[[ Records supplied open ]]
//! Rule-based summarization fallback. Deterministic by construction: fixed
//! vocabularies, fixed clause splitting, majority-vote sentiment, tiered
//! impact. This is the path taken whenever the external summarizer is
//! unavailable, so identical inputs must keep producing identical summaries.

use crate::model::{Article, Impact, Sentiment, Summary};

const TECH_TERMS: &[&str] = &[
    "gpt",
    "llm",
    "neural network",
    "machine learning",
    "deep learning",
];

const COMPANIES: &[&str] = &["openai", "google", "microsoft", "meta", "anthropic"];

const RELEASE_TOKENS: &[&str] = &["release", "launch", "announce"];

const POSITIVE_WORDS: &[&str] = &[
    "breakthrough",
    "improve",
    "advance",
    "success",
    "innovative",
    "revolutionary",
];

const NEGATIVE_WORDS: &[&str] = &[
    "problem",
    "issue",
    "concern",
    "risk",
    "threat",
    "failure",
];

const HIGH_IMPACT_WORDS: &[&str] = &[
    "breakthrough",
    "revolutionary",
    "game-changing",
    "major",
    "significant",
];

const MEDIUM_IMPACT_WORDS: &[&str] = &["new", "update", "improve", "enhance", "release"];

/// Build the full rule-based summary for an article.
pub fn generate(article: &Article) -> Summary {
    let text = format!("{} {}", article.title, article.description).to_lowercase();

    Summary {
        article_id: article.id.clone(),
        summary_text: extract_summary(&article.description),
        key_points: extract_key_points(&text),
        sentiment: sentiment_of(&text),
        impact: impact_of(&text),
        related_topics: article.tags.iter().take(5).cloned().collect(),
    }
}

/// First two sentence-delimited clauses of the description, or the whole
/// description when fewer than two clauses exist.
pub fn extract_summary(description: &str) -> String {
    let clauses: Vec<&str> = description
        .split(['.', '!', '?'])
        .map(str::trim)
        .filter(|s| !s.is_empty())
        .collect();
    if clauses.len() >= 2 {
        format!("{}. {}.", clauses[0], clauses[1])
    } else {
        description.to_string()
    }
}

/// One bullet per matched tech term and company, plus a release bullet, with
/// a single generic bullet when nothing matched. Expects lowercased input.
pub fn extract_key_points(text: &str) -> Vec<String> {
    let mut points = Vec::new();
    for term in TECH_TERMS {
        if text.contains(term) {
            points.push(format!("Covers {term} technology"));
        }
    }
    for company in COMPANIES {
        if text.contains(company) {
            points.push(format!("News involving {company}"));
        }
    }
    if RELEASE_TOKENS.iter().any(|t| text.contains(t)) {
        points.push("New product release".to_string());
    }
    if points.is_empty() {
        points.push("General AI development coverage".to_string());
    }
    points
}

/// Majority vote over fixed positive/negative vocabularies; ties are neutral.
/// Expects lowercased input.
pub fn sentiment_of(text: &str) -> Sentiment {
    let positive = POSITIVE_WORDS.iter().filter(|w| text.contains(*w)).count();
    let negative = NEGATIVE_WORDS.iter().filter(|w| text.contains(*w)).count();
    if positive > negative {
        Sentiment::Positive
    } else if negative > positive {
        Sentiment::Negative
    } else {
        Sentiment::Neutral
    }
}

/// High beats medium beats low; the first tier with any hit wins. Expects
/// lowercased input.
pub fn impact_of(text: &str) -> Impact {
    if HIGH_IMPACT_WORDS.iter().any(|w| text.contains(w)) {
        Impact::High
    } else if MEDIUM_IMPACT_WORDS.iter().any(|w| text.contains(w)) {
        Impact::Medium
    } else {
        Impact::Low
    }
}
[[ Records supplied closed ]]
What is being asked:
For each line in the data above that contains the string "filter", extract the line.

Exercise answer:
        .filter(|s| !s.is_empty())
    let positive = POSITIVE_WORDS.iter().filter(|w| text.contains(*w)).count();
    let negative = NEGATIVE_WORDS.iter().filter(|w| text.contains(*w)).count();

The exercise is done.